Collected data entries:
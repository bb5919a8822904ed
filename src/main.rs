//! `rowselect` — evaluates layered Boolean selections over a tabular
//! dataset.
//!
//! ```bash
//! rowselect ./input-dir ./output-dir
//! ```
//!
//! `input-dir` must contain `input_data.csv`, `universe.json`, and
//! `selection.json` (spec §6); one `output_{selection_id}.csv` is written
//! per selection that completes successfully.

use std::path::PathBuf;
use std::process::ExitCode;

use anyhow::Context;
use clap::Parser;
use tracing_subscriber::EnvFilter;

use rowselect::config::Config;
use rowselect::runner;

#[derive(Parser, Debug)]
#[command(name = "rowselect", version, about = "Evaluate layered Boolean selections over a CSV table")]
struct Cli {
    /// Directory containing input_data.csv, universe.json, selection.json
    input_dir: PathBuf,

    /// Directory output_{selection_id}.csv files are written into
    output_dir: PathBuf,

    /// Path to a TOML config file (overrides config.toml/config.local.toml)
    #[arg(long)]
    config: Option<String>,

    /// Number of worker threads for parallel selection execution
    /// (0 = all available cores, 1 = sequential)
    #[arg(long)]
    jobs: Option<usize>,

    /// Log output format: "text" or "json" (overrides config/logging.format)
    #[arg(long)]
    log_format: Option<String>,
}

fn main() -> ExitCode {
    let cli = Cli::parse();

    match run(&cli) {
        Ok(had_failure) => {
            if had_failure {
                ExitCode::FAILURE
            } else {
                ExitCode::SUCCESS
            }
        }
        Err(err) => {
            eprintln!("fatal: {err:#}");
            ExitCode::FAILURE
        }
    }
}

/// Loads config, runs every selection, and reports per-selection failures
/// to stderr. Returns `Ok(true)` when at least one selection failed (a
/// non-fatal, partial-output outcome per spec §4.7), `Err` only for
/// failures that prevent the whole run from starting at all. `anyhow` is
/// used here at the CLI boundary only — library code below this point
/// returns its own typed errors.
fn run(cli: &Cli) -> anyhow::Result<bool> {
    let mut config = match &cli.config {
        Some(path) => Config::from_file(path),
        None => Config::load(),
    }
    .unwrap_or_else(|err| {
        eprintln!("warning: config load failed ({err}), using defaults");
        Config::default()
    });

    if let Some(jobs) = cli.jobs {
        config.execution.jobs = jobs;
    }
    if let Some(format) = &cli.log_format {
        config.logging.format = format.clone();
    }

    init_logging(&config.logging);

    std::fs::create_dir_all(&cli.output_dir)
        .with_context(|| format!("could not create output directory {}", cli.output_dir.display()))?;

    let loaded = runner::load(&cli.input_dir, &config).context("loading input directory")?;

    let limits = config.execution.resource_limits();
    let outcomes = runner::run_all(
        &loaded.universe,
        &loaded.input,
        &loaded.selections,
        &cli.output_dir,
        config.execution.jobs,
        &limits,
    );

    let mut had_failure = false;
    for outcome in &outcomes {
        if let Err(err) = &outcome.result {
            had_failure = true;
            eprintln!("selection {}: {err}", outcome.selection_id);
        }
    }

    Ok(had_failure)
}

fn init_logging(config: &rowselect::config::LoggingConfig) {
    let filter = EnvFilter::try_from_default_env().unwrap_or_else(|_| EnvFilter::new(&config.level));
    let subscriber = tracing_subscriber::fmt().with_env_filter(filter);
    if config.format == "json" {
        let _ = subscriber.json().try_init();
    } else {
        let _ = subscriber.try_init();
    }
}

About this task: Each entry above must be repeated word for word.

Answer for this exercise:
repository bb5919a8822904ed
filename src/main.rs
//! `rowselect` — evaluates layered Boolean selections over a tabular
//! dataset.
//!
//! ```bash
//! rowselect ./input-dir ./output-dir
//! ```
//!
//! `input-dir` must contain `input_data.csv`, `universe.json`, and
//! `selection.json` (spec §6); one `output_{selection_id}.csv` is written
//! per selection that completes successfully.

use std::path::PathBuf;
use std::process::ExitCode;

use anyhow::Context;
use clap::Parser;
use tracing_subscriber::EnvFilter;

use rowselect::config::Config;
use rowselect::runner;

#[derive(Parser, Debug)]
#[command(name = "rowselect", version, about = "Evaluate layered Boolean selections over a CSV table")]
struct Cli {
    /// Directory containing input_data.csv, universe.json, selection.json
    input_dir: PathBuf,

    /// Directory output_{selection_id}.csv files are written into
    output_dir: PathBuf,

    /// Path to a TOML config file (overrides config.toml/config.local.toml)
    #[arg(long)]
    config: Option<String>,

    /// Number of worker threads for parallel selection execution
    /// (0 = all available cores, 1 = sequential)
    #[arg(long)]
    jobs: Option<usize>,

    /// Log output format: "text" or "json" (overrides config/logging.format)
    #[arg(long)]
    log_format: Option<String>,
}

fn main() -> ExitCode {
    let cli = Cli::parse();

    match run(&cli) {
        Ok(had_failure) => {
            if had_failure {
                ExitCode::FAILURE
            } else {
                ExitCode::SUCCESS
            }
        }
        Err(err) => {
            eprintln!("fatal: {err:#}");
            ExitCode::FAILURE
        }
    }
}

/// Loads config, runs every selection, and reports per-selection failures
/// to stderr. Returns `Ok(true)` when at least one selection failed (a
/// non-fatal, partial-output outcome per spec §4.7), `Err` only for
/// failures that prevent the whole run from starting at all. `anyhow` is
/// used here at the CLI boundary only — library code below this point
/// returns its own typed errors.
fn run(cli: &Cli) -> anyhow::Result<bool> {
    let mut config = match &cli.config {
        Some(path) => Config::from_file(path),
        None => Config::load(),
    }
    .unwrap_or_else(|err| {
        eprintln!("warning: config load failed ({err}), using defaults");
        Config::default()
    });

    if let Some(jobs) = cli.jobs {
        config.execution.jobs = jobs;
    }
    if let Some(format) = &cli.log_format {
        config.logging.format = format.clone();
    }

    init_logging(&config.logging);

    std::fs::create_dir_all(&cli.output_dir)
        .with_context(|| format!("could not create output directory {}", cli.output_dir.display()))?;

    let loaded = runner::load(&cli.input_dir, &config).context("loading input directory")?;

    let limits = config.execution.resource_limits();
    let outcomes = runner::run_all(
        &loaded.universe,
        &loaded.input,
        &loaded.selections,
        &cli.output_dir,
        config.execution.jobs,
        &limits,
    );

    let mut had_failure = false;
    for outcome in &outcomes {
        if let Err(err) = &outcome.result {
            had_failure = true;
            eprintln!("selection {}: {err}", outcome.selection_id);
        }
    }

    Ok(had_failure)
}

fn init_logging(config: &rowselect::config::LoggingConfig) {
    let filter = EnvFilter::try_from_default_env().unwrap_or_else(|_| EnvFilter::new(&config.level));
    let subscriber = tracing_subscriber::fmt().with_env_filter(filter);
    if config.format == "json" {
        let _ = subscriber.json().try_init();
    } else {
        let _ = subscriber.try_init();
    }
}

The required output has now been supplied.